- Cover to Star Crossed No. 1 - The Black Holes of Logic, art by Matt Howarth

Publication information
- Publisher: Helix (DC Comics imprint)
- Schedule: Monthly
- Format: Miniseries
- Publication date: 1997
- No. of issues: 3
- Main character(s): Dyltah Saa

Creative team
- Created by: Matt Howarth
- Written by: Matt Howarth
- Artist: Matt Howarth
- Colorist: Chris Chuckry
- Editor: Stuart Moore

= Star Crossed (comics) =

Comic book limited series

Star Crossed is a three-issue comic book miniseries published in 1997 under the short-lived DC Comics imprint Helix. Written and illustrated by Matt Howarth, Star Crossed recounts the surrealist tale of a deep-space romance between a genetically engineered über-woman and a sentient asteroid. Consistent with the performance of other Helix titles, Star Crossed failed to appeal to a broad readership and the poor sales figures which accompanied its publication coincided with a general downturn in the American comic book industry.

==Plot synopsis==
Dyltah is a being from the far-future, a loner: she forsakes the humanity of her upbringing and elects to undergo a genetic transformation, becoming "a living lightsail" who glides the solar currents of deep space. She commences an unlikely romance with Saa, a sentient chunk of space-rock.
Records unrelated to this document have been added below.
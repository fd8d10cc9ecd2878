//! Shared plumbing for the workspace: logging setup, health payload and
//! process-wide Prometheus counters.

pub mod types;
pub mod utils;
pub mod metrics;

#[cfg(test)]
mod tests {
    use super::*;

    #[test]
    fn health_type_ok() {
        let h = types::Health { status: "ok" };
        assert_eq!(h.status, "ok");
        assert_eq!(serde_json::to_value(&h).unwrap(), serde_json::json!({"status": "ok"}));
    }
}
use thiserror::Error;

#[derive(Debug, Error)]
pub enum ServiceError {
    #[error("{0}")]
    Validation(String),
    #[error("{0}")]
    InvalidId(String),
    #[error("{0}")]
    NotFound(String),
    #[error("{0}")]
    Duplicate(String),
    #[error("database error: {0}")]
    Db(String),
    #[error("notification error: {0}")]
    Notification(String),
    #[error(transparent)]
    Model(#[from] models::errors::ModelError),
}

impl ServiceError {
    /// `"<Entity> not found with ID: <id>"`
    pub fn not_found(entity: &str, id: impl std::fmt::Display) -> Self {
        Self::NotFound(format!("{} not found with ID: {}", entity, id))
    }
}

impl From<sea_orm::DbErr> for ServiceError {
    fn from(e: sea_orm::DbErr) -> Self { Self::Db(e.to_string()) }
}
#[tokio::test]
async fn status_update_notifies_owner() {
    let h = harness();
    let uid = h.transactions.add_user("Ana", "ana@example.com");
    let customer = h.token(Role::Customer);
    let employee = h.token(Role::Employee);
    let (_, body) = h
        .send("POST", "/api/v1/transactions", Some(&customer), Some(json!({
            "user": uid, "product": [], "date": "2024-06-01T10:00:00Z"
        })))
        .await;
    let id = body["data"]["id"].as_str().unwrap().to_string();

    let (status, body) = h
        .send("PATCH", &format!("/api/v1/transaction/edit/{}", id), Some(&employee), Some(json!({
            "status": "Completed", "date": "2024-06-02T10:00:00Z"
        })))
        .await;
    assert_eq!(status, StatusCode::OK);
    assert_eq!(body["data"]["status"], "Completed");
    assert!(body["message"].as_str().unwrap().ends_with(&format!("with ID {} is updated", id)));
    let sent = h.mailer.sent();
    assert_eq!(sent.len(), 2);
    assert_eq!(sent[1].subject, "Your transaction is now Completed");

    let (status, _) = h
        .send("PATCH", &format!("/api/v1/transaction/edit/{}", id), Some(&employee), Some(json!({
            "status": "Shipped", "date": "2024-06-02T10:00:00Z"
        })))
        .await;
    assert_eq!(status, StatusCode::BAD_REQUEST);
}

#[tokio::test]
async fn register_login_and_public_routes() {
    let h = harness();
    let (status, body) = h
        .send("POST", "/api/v1/register", None, Some(json!({
            "name": "Tester", "email": "tester@example.com", "password": "S3curePass!"
        })))
        .await;
    assert_eq!(status, StatusCode::CREATED);
    assert_eq!(body["data"]["role"], "Customer");

    let req = Request::builder()
        .method("POST")
        .uri("/api/v1/login")
        .header("content-type", "application/json")
        .body(Body::from(serde_json::to_vec(&json!({ "email": "tester@example.com", "password": "S3curePass!" })).unwrap()))
        .unwrap();
    let resp = h.app.clone().oneshot(req).await.unwrap();
    assert_eq!(resp.status(), StatusCode::OK);
    let cookie = resp.headers().get("set-cookie").and_then(|v| v.to_str().ok()).unwrap_or("");
    assert!(cookie.starts_with("auth_token="));

    let (status, _) = h
        .send("POST", "/api/v1/login", None, Some(json!({ "email": "tester@example.com", "password": "wrong-pass" })))
        .await;
    assert_eq!(status, StatusCode::UNAUTHORIZED);

    let (status, body) = h.send("GET", "/health", None, None).await;
    assert_eq!(status, StatusCode::OK);
    assert_eq!(body["status"], "ok");

    let req = Request::builder().uri("/metrics").body(Body::empty()).unwrap();
    let resp = h.app.clone().oneshot(req).await.unwrap();
    assert_eq!(resp.status(), StatusCode::OK);
}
Part parody, part space opera, Star Crossed pays oblique homage to Shakespeare's Romeo and Juliet as the dalliance of the two lovers draws the attention of various political factions within the Solar System including that of human beings who live in a pod colony in orbit near Jupiter. The mutated Jovians are antagonised by the presence of the genetically optimised Dyltah and the various parties are gradually drawn into conflict as the narrative develops.